:: Brief ::
Using the exact wording, repeat every line of the material.

%%

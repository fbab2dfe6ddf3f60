//! ChurnForge: bank churn scoring service and terminal dashboard
//!
//! `serve` loads the per-country model bundles and exposes the scoring API.
//! `report` validates a customer CSV, scores it through the API and prints
//! the churn analytics.

use anyhow::Result;
use churnforge::cli::{Command, ReportArgs, ServeArgs};
use churnforge::{analytics, data, report, server, Args, ScoringClient};
use clap::Parser;
use std::time::Instant;
use tracing_subscriber::{layer::SubscriberExt, util::SubscriberInitExt};

#[tokio::main]
async fn main() -> Result<()> {
    dotenvy::dotenv().ok();

    // Parse command-line arguments
    let args = Args::parse();
    init_tracing(args.verbose);

    match &args.command {
        Command::Serve(serve_args) => run_serve(serve_args).await,
        Command::Report(report_args) => run_report(report_args, args.verbose).await,
    }
}

fn init_tracing(verbose: bool) {
    let default_filter = if verbose {
        "churnforge=debug,tower_http=debug"
    } else {
        "churnforge=info,tower_http=info"
    };
    tracing_subscriber::registry()
        .with(
            tracing_subscriber::EnvFilter::try_from_default_env()
                .unwrap_or_else(|_| default_filter.into()),
        )
        .with(tracing_subscriber::fmt::layer())
        .init();
}

async fn run_serve(args: &ServeArgs) -> Result<()> {
    let addr = args.socket_addr()?;
    tracing::info!("loading model bundles from {}", args.model_dir.display());
    server::serve(addr, &args.model_dir).await
}

/// Run the dashboard pipeline for one customer file
async fn run_report(args: &ReportArgs, verbose: bool) -> Result<()> {
    println!("=== Прогноз оттока клиентов банка ===\n");

    let start_time = Instant::now();

    // Step 1: Load and validate data
    if verbose {
        println!("Step 1: Loading customer file");
        println!("  Input file: {}", args.input.display());
    }

    let data_start = Instant::now();
    let customers = data::load_customer_data(&args.input)?;
    let data_time = data_start.elapsed();

    println!("✓ Data loaded: {} customers", customers.records.len());
    if verbose {
        println!("  Processing time: {:.2}s", data_time.as_secs_f64());
        println!("  Frame shape: {:?}", customers.frame.shape());
    }

    // Step 2: Descriptive statistics
    match data::describe(&customers) {
        Ok(stats) => report::print_descriptive_statistics(&stats),
        Err(err) => println!("\n✗ Не удалось рассчитать статистику: {:#}", err),
    }

    // Step 3: Score through the service
    if verbose {
        println!("\nStep 2: Requesting predictions");
        println!("  Service: {}", args.api_url);
    }

    let client = ScoringClient::new(&args.api_url, args.timeout())?;
    let predict_start = Instant::now();
    match client.predict_batch(&customers.records).await {
        Ok(results) => {
            let predict_time = predict_start.elapsed();
            println!("\n✓ Predictions received: {}", results.len());
            if verbose {
                println!("  Request time: {:.2}s", predict_time.as_secs_f64());
            }

            // Step 4: Prediction tables and export
            let top = analytics::top_risk(&results, args.top);
            report::print_predictions(&results, &top, args.top);
            report::print_distribution(&analytics::churn_distribution(&results));

            match report::write_predictions_csv(&results, &args.output) {
                Ok(()) => println!("\n✓ Предсказания сохранены в {}", args.output.display()),
                Err(err) => println!("\n✗ Не удалось сохранить предсказания: {:#}", err),
            }

            // Step 5: Segment analytics
            let segments = analytics::segment_analytics(&customers.records, &results);
            report::print_segment_analytics(&segments);
        }
        // prediction tables and segment analytics need results; importances do not
        Err(err) => println!("\n✗ Ошибка при получении предсказаний: {:#}", err),
    }

    // Step 6: Feature importances per country
    if verbose {
        println!("\nStep 3: Requesting feature importances");
    }

    let outcomes = analytics::split_importances(client.all_feature_importances().await);
    for (geography, err) in &outcomes.failures {
        tracing::warn!("feature importances unavailable for {}: {}", geography, err);
        println!(
            "⚠ Важность признаков для {} недоступна: {}",
            geography.display_name(),
            err
        );
    }
    if outcomes.maps.is_empty() {
        println!("\n✗ Не удалось получить важность признаков ни для одной страны");
    } else {
        report::print_importance_table(&analytics::importance_table(&outcomes.maps));
    }

    let total_time = start_time.elapsed();
    println!("\n=== Report Complete ===");
    println!("Total processing time: {:.2}s", total_time.as_secs_f64());

    Ok(())
}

%%

:: Output of the task ::
repository fbab2dfe6ddf3f60
//! ChurnForge: bank churn scoring service and terminal dashboard
//!
//! `serve` loads the per-country model bundles and exposes the scoring API.
//! `report` validates a customer CSV, scores it through the API and prints
//! the churn analytics.

use anyhow::Result;
use churnforge::cli::{Command, ReportArgs, ServeArgs};
use churnforge::{analytics, data, report, server, Args, ScoringClient};
use clap::Parser;
use std::time::Instant;
use tracing_subscriber::{layer::SubscriberExt, util::SubscriberInitExt};

#[tokio::main]
async fn main() -> Result<()> {
    dotenvy::dotenv().ok();

    // Parse command-line arguments
    let args = Args::parse();
    init_tracing(args.verbose);

    match &args.command {
        Command::Serve(serve_args) => run_serve(serve_args).await,
        Command::Report(report_args) => run_report(report_args, args.verbose).await,
    }
}

fn init_tracing(verbose: bool) {
    let default_filter = if verbose {
        "churnforge=debug,tower_http=debug"
    } else {
        "churnforge=info,tower_http=info"
    };
    tracing_subscriber::registry()
        .with(
            tracing_subscriber::EnvFilter::try_from_default_env()
                .unwrap_or_else(|_| default_filter.into()),
        )
        .with(tracing_subscriber::fmt::layer())
        .init();
}

async fn run_serve(args: &ServeArgs) -> Result<()> {
    let addr = args.socket_addr()?;
    tracing::info!("loading model bundles from {}", args.model_dir.display());
    server::serve(addr, &args.model_dir).await
}

/// Run the dashboard pipeline for one customer file
async fn run_report(args: &ReportArgs, verbose: bool) -> Result<()> {
    println!("=== Прогноз оттока клиентов банка ===\n");

    let start_time = Instant::now();

    // Step 1: Load and validate data
    if verbose {
        println!("Step 1: Loading customer file");
        println!("  Input file: {}", args.input.display());
    }

    let data_start = Instant::now();
    let customers = data::load_customer_data(&args.input)?;
    let data_time = data_start.elapsed();

    println!("✓ Data loaded: {} customers", customers.records.len());
    if verbose {
        println!("  Processing time: {:.2}s", data_time.as_secs_f64());
        println!("  Frame shape: {:?}", customers.frame.shape());
    }

    // Step 2: Descriptive statistics
    match data::describe(&customers) {
        Ok(stats) => report::print_descriptive_statistics(&stats),
        Err(err) => println!("\n✗ Не удалось рассчитать статистику: {:#}", err),
    }

    // Step 3: Score through the service
    if verbose {
        println!("\nStep 2: Requesting predictions");
        println!("  Service: {}", args.api_url);
    }

    let client = ScoringClient::new(&args.api_url, args.timeout())?;
    let predict_start = Instant::now();
    match client.predict_batch(&customers.records).await {
        Ok(results) => {
            let predict_time = predict_start.elapsed();
            println!("\n✓ Predictions received: {}", results.len());
            if verbose {
                println!("  Request time: {:.2}s", predict_time.as_secs_f64());
            }

            // Step 4: Prediction tables and export
            let top = analytics::top_risk(&results, args.top);
            report::print_predictions(&results, &top, args.top);
            report::print_distribution(&analytics::churn_distribution(&results));

            match report::write_predictions_csv(&results, &args.output) {
                Ok(()) => println!("\n✓ Предсказания сохранены в {}", args.output.display()),
                Err(err) => println!("\n✗ Не удалось сохранить предсказания: {:#}", err),
            }

            // Step 5: Segment analytics
            let segments = analytics::segment_analytics(&customers.records, &results);
            report::print_segment_analytics(&segments);
        }
        // prediction tables and segment analytics need results; importances do not
        Err(err) => println!("\n✗ Ошибка при получении предсказаний: {:#}", err),
    }

    // Step 6: Feature importances per country
    if verbose {
        println!("\nStep 3: Requesting feature importances");
    }

    let outcomes = analytics::split_importances(client.all_feature_importances().await);
    for (geography, err) in &outcomes.failures {
        tracing::warn!("feature importances unavailable for {}: {}", geography, err);
        println!(
            "⚠ Важность признаков для {} недоступна: {}",
            geography.display_name(),
            err
        );
    }
    if outcomes.maps.is_empty() {
        println!("\n✗ Не удалось получить важность признаков ни для одной страны");
    } else {
        report::print_importance_table(&analytics::importance_table(&outcomes.maps));
    }

    let total_time = start_time.elapsed();
    println!("\n=== Report Complete ===");
    println!("Total processing time: {:.2}s", total_time.as_secs_f64());

    Ok(())
}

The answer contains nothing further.